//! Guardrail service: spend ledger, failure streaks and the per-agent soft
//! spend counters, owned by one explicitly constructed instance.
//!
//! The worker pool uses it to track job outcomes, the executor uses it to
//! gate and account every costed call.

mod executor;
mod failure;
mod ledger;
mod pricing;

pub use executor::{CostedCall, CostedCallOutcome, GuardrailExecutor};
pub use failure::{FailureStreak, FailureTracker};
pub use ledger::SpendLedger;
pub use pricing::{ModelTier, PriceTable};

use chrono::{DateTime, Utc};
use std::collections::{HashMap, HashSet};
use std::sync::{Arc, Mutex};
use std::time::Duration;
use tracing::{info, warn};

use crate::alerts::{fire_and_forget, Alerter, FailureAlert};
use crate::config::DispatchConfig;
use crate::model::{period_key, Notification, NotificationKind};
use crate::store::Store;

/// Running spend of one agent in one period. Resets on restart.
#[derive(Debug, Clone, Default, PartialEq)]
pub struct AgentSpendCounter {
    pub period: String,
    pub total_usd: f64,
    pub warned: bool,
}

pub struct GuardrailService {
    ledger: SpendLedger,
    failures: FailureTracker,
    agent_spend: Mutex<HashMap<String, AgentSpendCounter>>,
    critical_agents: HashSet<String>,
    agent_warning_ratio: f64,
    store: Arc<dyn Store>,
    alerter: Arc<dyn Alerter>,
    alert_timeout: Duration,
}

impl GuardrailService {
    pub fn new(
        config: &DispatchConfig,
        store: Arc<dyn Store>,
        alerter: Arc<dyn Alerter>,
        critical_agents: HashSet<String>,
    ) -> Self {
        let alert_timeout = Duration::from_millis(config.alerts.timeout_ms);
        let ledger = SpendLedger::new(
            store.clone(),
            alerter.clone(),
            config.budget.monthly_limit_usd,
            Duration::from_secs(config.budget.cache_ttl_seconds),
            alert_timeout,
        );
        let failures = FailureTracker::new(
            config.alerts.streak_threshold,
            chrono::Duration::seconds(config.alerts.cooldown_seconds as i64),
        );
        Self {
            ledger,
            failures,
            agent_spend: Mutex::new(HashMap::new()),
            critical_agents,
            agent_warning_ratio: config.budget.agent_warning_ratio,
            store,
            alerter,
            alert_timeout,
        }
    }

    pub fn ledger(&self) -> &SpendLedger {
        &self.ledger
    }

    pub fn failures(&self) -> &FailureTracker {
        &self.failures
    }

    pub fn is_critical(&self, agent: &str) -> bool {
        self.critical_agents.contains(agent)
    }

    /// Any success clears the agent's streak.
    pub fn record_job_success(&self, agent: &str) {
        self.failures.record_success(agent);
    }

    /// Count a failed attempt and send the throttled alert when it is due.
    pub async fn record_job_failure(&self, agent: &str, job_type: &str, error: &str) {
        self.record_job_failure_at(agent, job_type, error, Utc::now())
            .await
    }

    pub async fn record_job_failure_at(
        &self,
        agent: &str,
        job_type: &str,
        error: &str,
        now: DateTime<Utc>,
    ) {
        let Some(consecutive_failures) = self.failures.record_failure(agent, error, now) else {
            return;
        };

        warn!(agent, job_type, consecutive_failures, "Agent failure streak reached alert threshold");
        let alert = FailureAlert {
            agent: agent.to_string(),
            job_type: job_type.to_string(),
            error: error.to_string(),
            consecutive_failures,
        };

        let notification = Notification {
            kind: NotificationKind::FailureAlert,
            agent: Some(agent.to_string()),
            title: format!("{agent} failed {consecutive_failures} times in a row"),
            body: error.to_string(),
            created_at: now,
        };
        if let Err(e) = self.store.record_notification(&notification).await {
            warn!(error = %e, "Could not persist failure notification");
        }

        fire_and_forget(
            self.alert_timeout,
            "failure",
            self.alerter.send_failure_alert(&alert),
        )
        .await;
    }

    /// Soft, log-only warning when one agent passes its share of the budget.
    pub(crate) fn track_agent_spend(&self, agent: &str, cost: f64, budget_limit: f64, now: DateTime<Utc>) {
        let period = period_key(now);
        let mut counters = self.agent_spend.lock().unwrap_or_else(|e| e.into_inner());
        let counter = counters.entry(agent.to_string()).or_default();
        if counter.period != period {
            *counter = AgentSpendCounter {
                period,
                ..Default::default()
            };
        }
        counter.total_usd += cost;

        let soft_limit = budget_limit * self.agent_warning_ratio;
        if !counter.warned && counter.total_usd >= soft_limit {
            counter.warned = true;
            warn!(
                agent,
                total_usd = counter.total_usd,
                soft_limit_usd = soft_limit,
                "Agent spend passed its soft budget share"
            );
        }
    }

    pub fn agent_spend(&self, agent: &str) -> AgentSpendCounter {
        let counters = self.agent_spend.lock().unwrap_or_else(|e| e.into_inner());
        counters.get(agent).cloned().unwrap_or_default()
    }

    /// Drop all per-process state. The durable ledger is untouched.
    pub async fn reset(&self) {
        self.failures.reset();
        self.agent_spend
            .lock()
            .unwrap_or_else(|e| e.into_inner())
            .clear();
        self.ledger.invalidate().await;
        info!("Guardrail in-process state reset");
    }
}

________________

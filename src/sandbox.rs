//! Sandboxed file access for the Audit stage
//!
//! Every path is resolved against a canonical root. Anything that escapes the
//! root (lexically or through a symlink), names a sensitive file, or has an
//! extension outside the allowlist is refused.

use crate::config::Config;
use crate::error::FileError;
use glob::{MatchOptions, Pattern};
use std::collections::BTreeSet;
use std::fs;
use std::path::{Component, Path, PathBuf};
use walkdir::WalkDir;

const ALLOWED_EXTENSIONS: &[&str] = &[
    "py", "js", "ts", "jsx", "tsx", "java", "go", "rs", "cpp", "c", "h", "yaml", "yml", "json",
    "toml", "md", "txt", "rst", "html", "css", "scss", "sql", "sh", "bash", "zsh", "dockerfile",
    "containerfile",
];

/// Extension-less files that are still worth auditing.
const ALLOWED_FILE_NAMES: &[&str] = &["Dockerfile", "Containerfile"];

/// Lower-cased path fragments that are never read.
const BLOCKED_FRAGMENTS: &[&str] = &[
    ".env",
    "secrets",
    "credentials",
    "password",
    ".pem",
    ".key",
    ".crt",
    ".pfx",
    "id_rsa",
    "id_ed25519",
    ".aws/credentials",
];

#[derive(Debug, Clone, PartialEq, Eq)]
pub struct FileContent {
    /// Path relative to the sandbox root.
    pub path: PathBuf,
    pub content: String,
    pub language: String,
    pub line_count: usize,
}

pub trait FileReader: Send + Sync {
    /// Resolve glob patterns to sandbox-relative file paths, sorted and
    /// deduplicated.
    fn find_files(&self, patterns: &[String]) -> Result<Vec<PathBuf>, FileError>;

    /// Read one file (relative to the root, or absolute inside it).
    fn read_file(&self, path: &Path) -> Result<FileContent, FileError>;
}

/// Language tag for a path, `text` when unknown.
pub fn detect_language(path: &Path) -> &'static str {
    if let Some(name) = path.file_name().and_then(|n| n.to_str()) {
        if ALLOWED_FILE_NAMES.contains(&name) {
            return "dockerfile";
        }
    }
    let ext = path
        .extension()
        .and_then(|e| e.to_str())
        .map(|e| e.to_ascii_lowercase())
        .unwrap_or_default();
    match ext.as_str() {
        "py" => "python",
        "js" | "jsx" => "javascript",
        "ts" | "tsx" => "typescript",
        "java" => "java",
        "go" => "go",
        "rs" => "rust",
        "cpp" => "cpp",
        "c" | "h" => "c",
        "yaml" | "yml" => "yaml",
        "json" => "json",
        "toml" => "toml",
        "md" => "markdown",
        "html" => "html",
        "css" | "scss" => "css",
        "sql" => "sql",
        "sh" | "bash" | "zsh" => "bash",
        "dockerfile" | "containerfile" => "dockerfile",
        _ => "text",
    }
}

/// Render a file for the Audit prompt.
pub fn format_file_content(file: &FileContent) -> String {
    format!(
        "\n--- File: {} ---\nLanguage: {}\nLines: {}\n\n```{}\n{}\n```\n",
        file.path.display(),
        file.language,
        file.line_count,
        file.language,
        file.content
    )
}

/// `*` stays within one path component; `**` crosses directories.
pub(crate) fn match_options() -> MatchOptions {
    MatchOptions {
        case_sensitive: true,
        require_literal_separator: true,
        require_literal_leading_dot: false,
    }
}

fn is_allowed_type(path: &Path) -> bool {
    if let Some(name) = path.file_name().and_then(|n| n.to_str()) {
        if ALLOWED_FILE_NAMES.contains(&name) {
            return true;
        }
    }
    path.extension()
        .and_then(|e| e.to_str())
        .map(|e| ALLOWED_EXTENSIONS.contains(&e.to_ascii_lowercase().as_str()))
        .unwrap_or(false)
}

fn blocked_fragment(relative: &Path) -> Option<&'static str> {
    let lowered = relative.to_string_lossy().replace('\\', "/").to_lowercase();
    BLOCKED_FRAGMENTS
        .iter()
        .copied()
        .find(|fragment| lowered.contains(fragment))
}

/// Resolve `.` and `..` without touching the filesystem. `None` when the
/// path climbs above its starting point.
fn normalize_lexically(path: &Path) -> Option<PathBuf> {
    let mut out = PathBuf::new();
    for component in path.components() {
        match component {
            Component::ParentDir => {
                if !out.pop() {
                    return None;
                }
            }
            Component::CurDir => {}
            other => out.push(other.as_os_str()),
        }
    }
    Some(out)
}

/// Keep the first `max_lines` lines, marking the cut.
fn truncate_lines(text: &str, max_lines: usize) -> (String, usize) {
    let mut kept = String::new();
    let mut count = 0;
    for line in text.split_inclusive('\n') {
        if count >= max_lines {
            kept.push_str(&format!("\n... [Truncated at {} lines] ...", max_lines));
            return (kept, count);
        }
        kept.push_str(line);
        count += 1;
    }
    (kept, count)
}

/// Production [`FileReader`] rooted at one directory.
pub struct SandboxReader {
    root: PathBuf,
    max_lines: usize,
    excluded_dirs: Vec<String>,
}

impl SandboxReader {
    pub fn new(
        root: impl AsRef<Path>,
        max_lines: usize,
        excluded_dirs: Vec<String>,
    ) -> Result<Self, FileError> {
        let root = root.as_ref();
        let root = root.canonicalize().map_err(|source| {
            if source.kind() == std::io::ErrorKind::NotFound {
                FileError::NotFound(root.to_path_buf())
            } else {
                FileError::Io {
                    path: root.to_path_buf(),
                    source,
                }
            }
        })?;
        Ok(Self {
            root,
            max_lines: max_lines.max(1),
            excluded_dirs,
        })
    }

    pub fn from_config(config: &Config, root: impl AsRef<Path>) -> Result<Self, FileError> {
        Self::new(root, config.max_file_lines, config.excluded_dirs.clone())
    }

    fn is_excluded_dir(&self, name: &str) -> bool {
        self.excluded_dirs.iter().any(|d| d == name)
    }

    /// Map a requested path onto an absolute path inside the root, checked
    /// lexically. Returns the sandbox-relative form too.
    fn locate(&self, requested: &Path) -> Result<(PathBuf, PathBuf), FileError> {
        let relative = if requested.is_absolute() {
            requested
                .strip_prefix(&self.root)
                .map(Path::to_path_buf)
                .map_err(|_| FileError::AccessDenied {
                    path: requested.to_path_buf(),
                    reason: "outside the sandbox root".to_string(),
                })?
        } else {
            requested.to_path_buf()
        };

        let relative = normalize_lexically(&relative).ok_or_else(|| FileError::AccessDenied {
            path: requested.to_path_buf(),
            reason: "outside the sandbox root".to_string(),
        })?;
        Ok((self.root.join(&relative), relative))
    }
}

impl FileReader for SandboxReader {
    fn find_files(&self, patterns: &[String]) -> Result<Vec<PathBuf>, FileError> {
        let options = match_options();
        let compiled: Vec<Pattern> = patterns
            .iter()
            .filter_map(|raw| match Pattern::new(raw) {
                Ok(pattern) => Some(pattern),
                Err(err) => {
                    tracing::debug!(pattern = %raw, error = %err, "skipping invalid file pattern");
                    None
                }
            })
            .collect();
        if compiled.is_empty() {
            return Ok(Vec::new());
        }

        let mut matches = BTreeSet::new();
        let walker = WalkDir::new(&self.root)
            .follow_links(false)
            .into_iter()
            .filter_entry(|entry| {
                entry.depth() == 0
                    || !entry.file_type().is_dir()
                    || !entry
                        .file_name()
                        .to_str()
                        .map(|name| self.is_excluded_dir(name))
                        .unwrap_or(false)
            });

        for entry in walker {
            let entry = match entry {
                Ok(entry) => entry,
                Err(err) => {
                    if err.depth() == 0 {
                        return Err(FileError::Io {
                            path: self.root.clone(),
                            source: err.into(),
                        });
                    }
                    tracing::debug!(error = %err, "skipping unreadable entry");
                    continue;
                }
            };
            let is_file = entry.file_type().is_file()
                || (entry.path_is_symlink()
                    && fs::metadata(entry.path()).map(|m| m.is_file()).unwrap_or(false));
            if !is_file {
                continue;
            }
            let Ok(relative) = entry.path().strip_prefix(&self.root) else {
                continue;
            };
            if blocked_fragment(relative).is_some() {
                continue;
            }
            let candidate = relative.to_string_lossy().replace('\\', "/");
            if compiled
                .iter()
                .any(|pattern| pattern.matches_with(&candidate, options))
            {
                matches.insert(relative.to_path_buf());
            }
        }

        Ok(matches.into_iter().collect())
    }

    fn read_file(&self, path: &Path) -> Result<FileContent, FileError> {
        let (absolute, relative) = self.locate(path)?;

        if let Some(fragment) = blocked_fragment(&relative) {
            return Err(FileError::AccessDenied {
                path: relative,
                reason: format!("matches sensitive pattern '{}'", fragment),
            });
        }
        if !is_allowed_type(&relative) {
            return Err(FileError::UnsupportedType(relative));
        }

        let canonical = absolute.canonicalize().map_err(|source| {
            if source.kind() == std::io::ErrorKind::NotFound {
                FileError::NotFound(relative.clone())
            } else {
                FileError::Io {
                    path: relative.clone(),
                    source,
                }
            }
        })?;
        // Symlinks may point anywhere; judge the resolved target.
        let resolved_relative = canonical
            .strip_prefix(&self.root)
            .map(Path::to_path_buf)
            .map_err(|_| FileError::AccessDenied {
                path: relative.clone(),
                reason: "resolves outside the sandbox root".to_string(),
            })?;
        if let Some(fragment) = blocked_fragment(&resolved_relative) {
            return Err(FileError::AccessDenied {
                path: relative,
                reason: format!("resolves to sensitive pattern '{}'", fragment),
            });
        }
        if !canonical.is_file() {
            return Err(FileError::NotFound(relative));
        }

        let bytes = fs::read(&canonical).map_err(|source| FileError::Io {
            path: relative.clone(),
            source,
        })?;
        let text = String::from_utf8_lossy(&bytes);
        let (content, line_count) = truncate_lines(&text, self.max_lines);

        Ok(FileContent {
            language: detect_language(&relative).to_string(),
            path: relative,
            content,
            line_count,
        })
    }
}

________________

**Required action:**
Your task is to retype the entries verbatim, starting with the line that holds "the per-agent soft" and stopping after the line that holds "use crate::config::DispatchConfig;".

**Output for this task:**
//! Guardrail service: spend ledger, failure streaks and the per-agent soft
//! spend counters, owned by one explicitly constructed instance.
//!
//! The worker pool uses it to track job outcomes, the executor uses it to
//! gate and account every costed call.

mod executor;
mod failure;
mod ledger;
mod pricing;

pub use executor::{CostedCall, CostedCallOutcome, GuardrailExecutor};
pub use failure::{FailureStreak, FailureTracker};
pub use ledger::SpendLedger;
pub use pricing::{ModelTier, PriceTable};

use chrono::{DateTime, Utc};
use std::collections::{HashMap, HashSet};
use std::sync::{Arc, Mutex};
use std::time::Duration;
use tracing::{info, warn};

use crate::alerts::{fire_and_forget, Alerter, FailureAlert};
use crate::config::DispatchConfig;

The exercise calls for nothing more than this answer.